*Your task*: Lines in which "strings" appears should be pulled from the data below.

*Materials provided*:
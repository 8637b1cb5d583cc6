//! Configuration for the synchronization engine.
//!
//! This module defines all configuration types needed to run the engine.
//! Configuration is passed to [`SyncEngine::new()`](crate::SyncEngine::new)
//! and can be constructed programmatically or deserialized from YAML/JSON.
//!
//! # Quick Start
//!
//! ```rust
//! use sheetsync::config::SyncConfig;
//!
//! let config = SyncConfig {
//!     writer_id: "ingest-worker-1".into(),
//!     ..Default::default()
//! };
//! ```
//!
//! # Configuration Structure
//!
//! ```text
//! SyncConfig
//! ├── writer_id: String          # Lease owner identity for this writer
//! ├── columns: Vec<String>       # Worksheet column layout
//! ├── store: StoreConfig         # Remote endpoint, auth, timeouts
//! ├── retry: RetrySettings       # Backoff policy
//! ├── lease: LeaseConfig         # Lease duration and acquire timeout
//! ├── quota: QuotaConfig         # Request rate shaping
//! └── snapshot: SnapshotConfig   # Optional SQLite index cache
//! ```
//!
//! Durations are humantime strings (`"10s"`, `"500ms"`); invalid strings
//! fall back to the documented defaults rather than failing the load.

use crate::record::SheetSchema;
use crate::retry::{QuotaLimit, RetryPolicy};
use serde::{Deserialize, Serialize};
use std::time::Duration;

/// The top-level config object passed to `SyncEngine::new()`.
#[derive(Debug, Clone, Serialize, Deserialize)]
pub struct SyncConfig {
    /// Identity of this writer, used as the lease owner. Distinguishes
    /// concurrent producers (interactive sessions, batch jobs) in logs.
    pub writer_id: String,

    /// Worksheet column layout. First column must be `uid`, last must be
    /// `last_synced_at`.
    #[serde(default = "default_columns")]
    pub columns: Vec<String>,

    /// Remote store endpoint and auth settings.
    #[serde(default)]
    pub store: StoreConfig,

    /// Retry/backoff policy for remote operations.
    #[serde(default)]
    pub retry: RetrySettings,

    /// Lease durations and acquisition timeout.
    #[serde(default)]
    pub lease: LeaseConfig,

    /// Request rate shaping under the remote quota.
    #[serde(default)]
    pub quota: QuotaConfig,

    /// Optional SQLite snapshot of the uniqueness index.
    #[serde(default)]
    pub snapshot: SnapshotConfig,
}

impl Default for SyncConfig {
    fn default() -> Self {
        Self {
            writer_id: "local.dev.writer.default".to_string(),
            columns: default_columns(),
            store: StoreConfig::default(),
            retry: RetrySettings::default(),
            lease: LeaseConfig::default(),
            quota: QuotaConfig::default(),
            snapshot: SnapshotConfig::default(),
        }
    }
}

impl SyncConfig {
    /// Create a minimal config for testing: fast retries, short leases,
    /// no snapshot.
    pub fn for_testing(writer_id: &str) -> Self {
        Self {
            writer_id: writer_id.to_string(),
            retry: RetrySettings::testing(),
            lease: LeaseConfig::testing(),
            ..Default::default()
        }
    }

    /// Build the schema from the configured columns.
    pub fn schema(&self) -> crate::error::Result<SheetSchema> {
        SheetSchema::new(self.columns.clone())
    }
}

fn default_columns() -> Vec<String> {
    SheetSchema::default().columns().to_vec()
}

// ═══════════════════════════════════════════════════════════════════════════════
// StoreConfig: remote endpoint and auth
// ═══════════════════════════════════════════════════════════════════════════════

/// Remote store endpoint configuration.
#[derive(Debug, Clone, Serialize, Deserialize)]
pub struct StoreConfig {
    /// Base URL of the values API.
    #[serde(default = "default_base_url")]
    pub base_url: String,

    /// Spreadsheet identifier.
    #[serde(default)]
    pub spreadsheet_id: String,

    /// Worksheet (tab) holding the records.
    #[serde(default = "default_worksheet")]
    pub worksheet: String,

    /// Per-request timeout as a duration string (e.g. "10s").
    #[serde(default = "default_request_timeout")]
    pub request_timeout: String,
}

fn default_base_url() -> String {
    "https://sheets.googleapis.com/v4".to_string()
}

fn default_worksheet() -> String {
    "Records".to_string()
}

fn default_request_timeout() -> String {
    "10s".to_string()
}

impl Default for StoreConfig {
    fn default() -> Self {
        Self {
            base_url: default_base_url(),
            spreadsheet_id: String::new(),
            worksheet: default_worksheet(),
            request_timeout: default_request_timeout(),
        }
    }
}

impl StoreConfig {
    /// Parse the request timeout, falling back to 10 seconds.
    pub fn request_timeout_duration(&self) -> Duration {
        humantime::parse_duration(&self.request_timeout).unwrap_or(Duration::from_secs(10))
    }
}

// ═══════════════════════════════════════════════════════════════════════════════
// RetrySettings: backoff policy
// ═══════════════════════════════════════════════════════════════════════════════

/// Retry/backoff settings for remote operations.
#[derive(Debug, Clone, Serialize, Deserialize)]
pub struct RetrySettings {
    /// Total attempt budget per operation (first try included).
    #[serde(default = "default_max_attempts")]
    pub max_attempts: u32,

    /// Delay before the first retry, as a duration string.
    #[serde(default = "default_base_delay")]
    pub base_delay: String,

    /// Ceiling for the exponential backoff, as a duration string.
    #[serde(default = "default_max_retry_delay")]
    pub max_delay: String,

    /// Whether to add random jitter in [0, delay/2].
    #[serde(default = "default_true")]
    pub jitter: bool,
}

fn default_max_attempts() -> u32 {
    5
}

fn default_base_delay() -> String {
    "500ms".to_string()
}

fn default_max_retry_delay() -> String {
    "30s".to_string()
}

fn default_true() -> bool {
    true
}

impl Default for RetrySettings {
    fn default() -> Self {
        Self {
            max_attempts: 5,
            base_delay: default_base_delay(),
            max_delay: default_max_retry_delay(),
            jitter: true,
        }
    }
}

impl RetrySettings {
    /// Fast-fail settings for tests.
    pub fn testing() -> Self {
        Self {
            max_attempts: 3,
            base_delay: "5ms".to_string(),
            max_delay: "20ms".to_string(),
            jitter: false,
        }
    }

    /// Build the runtime policy, with fallbacks for unparseable strings.
    pub fn policy(&self) -> RetryPolicy {
        RetryPolicy {
            max_attempts: self.max_attempts.max(1),
            base_delay: humantime::parse_duration(&self.base_delay)
                .unwrap_or(Duration::from_millis(500)),
            max_delay: humantime::parse_duration(&self.max_delay)
                .unwrap_or(Duration::from_secs(30)),
            jitter: self.jitter,
        }
    }
}

// ═══════════════════════════════════════════════════════════════════════════════
// LeaseConfig: lock manager settings
// ═══════════════════════════════════════════════════════════════════════════════

/// Lease settings for the lock manager.
#[derive(Debug, Clone, Serialize, Deserialize)]
pub struct LeaseConfig {
    /// How long a granted lease lives without renewal.
    #[serde(default = "default_lease_duration")]
    pub lease_duration: String,

    /// Default acquisition timeout when the caller does not pass one.
    #[serde(default = "default_acquire_timeout")]
    pub acquire_timeout: String,
}

fn default_lease_duration() -> String {
    "30s".to_string()
}

fn default_acquire_timeout() -> String {
    "10s".to_string()
}

impl Default for LeaseConfig {
    fn default() -> Self {
        Self {
            lease_duration: default_lease_duration(),
            acquire_timeout: default_acquire_timeout(),
        }
    }
}

impl LeaseConfig {
    /// Short leases for tests.
    pub fn testing() -> Self {
        Self {
            lease_duration: "500ms".to_string(),
            acquire_timeout: "200ms".to_string(),
        }
    }

    /// Parse the lease duration, falling back to 30 seconds.
    pub fn lease_duration(&self) -> Duration {
        humantime::parse_duration(&self.lease_duration).unwrap_or(Duration::from_secs(30))
    }

    /// Parse the acquire timeout, falling back to 10 seconds.
    pub fn acquire_timeout(&self) -> Duration {
        humantime::parse_duration(&self.acquire_timeout).unwrap_or(Duration::from_secs(10))
    }
}

// ═══════════════════════════════════════════════════════════════════════════════
// QuotaConfig: request rate shaping
// ═══════════════════════════════════════════════════════════════════════════════

/// Request rate shaping configuration.
///
/// When enabled, the store client paces requests with a token bucket so
/// sustained load stays under the remote quota and backoff only has to
/// absorb genuine bursts.
#[derive(Debug, Clone, Serialize, Deserialize)]
pub struct QuotaConfig {
    /// Whether to shape request rate locally.
    #[serde(default = "default_true")]
    pub enabled: bool,

    /// Sustained requests per minute.
    #[serde(default = "default_requests_per_minute")]
    pub requests_per_minute: u32,

    /// Maximum burst above the sustained rate.
    #[serde(default = "default_burst")]
    pub burst: u32,
}

fn default_requests_per_minute() -> u32 {
    60
}

fn default_burst() -> u32 {
    10
}

impl Default for QuotaConfig {
    fn default() -> Self {
        Self {
            enabled: true,
            requests_per_minute: 60,
            burst: 10,
        }
    }
}

impl QuotaConfig {
    /// Build the limiter config, or `None` when shaping is disabled.
    pub fn limit(&self) -> Option<QuotaLimit> {
        if self.enabled {
            Some(QuotaLimit {
                requests_per_minute: self.requests_per_minute,
                burst: self.burst,
            })
        } else {
            None
        }
    }
}

// ═══════════════════════════════════════════════════════════════════════════════
// SnapshotConfig: optional index cache persistence
// ═══════════════════════════════════════════════════════════════════════════════

/// Index snapshot persistence configuration.
///
/// Disabled by default: the snapshot is a pure startup optimization and
/// the engine is fully functional without it.
#[derive(Debug, Clone, Serialize, Deserialize)]
pub struct SnapshotConfig {
    /// Whether to persist the uniqueness index to SQLite.
    #[serde(default)]
    pub enabled: bool,

    /// Path to the SQLite database file.
    #[serde(default = "default_snapshot_path")]
    pub sqlite_path: String,

    /// How often to flush dirty entries, as a duration string.
    #[serde(default = "default_flush_interval")]
    pub flush_interval: String,
}

fn default_snapshot_path() -> String {
    "sheetsync_index.db".to_string()
}

fn default_flush_interval() -> String {
    "5s".to_string()
}

impl Default for SnapshotConfig {
    fn default() -> Self {
        Self {
            enabled: false,
            sqlite_path: default_snapshot_path(),
            flush_interval: default_flush_interval(),
        }
    }
}

impl SnapshotConfig {
    /// In-memory snapshot config for testing.
    pub fn in_memory() -> Self {
        Self {
            enabled: true,
            sqlite_path: ":memory:".to_string(),
            flush_interval: "50ms".to_string(),
        }
    }

    /// Parse the flush interval, falling back to 5 seconds.
    pub fn flush_interval_duration(&self) -> Duration {
        humantime::parse_duration(&self.flush_interval).unwrap_or(Duration::from_secs(5))
    }
}

// ═══════════════════════════════════════════════════════════════════════════════
// Tests
// ═══════════════════════════════════════════════════════════════════════════════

*Reply*:
//! Durations are humantime strings (`"10s"`, `"500ms"`); invalid strings
    /// Build the runtime policy, with fallbacks for unparseable strings.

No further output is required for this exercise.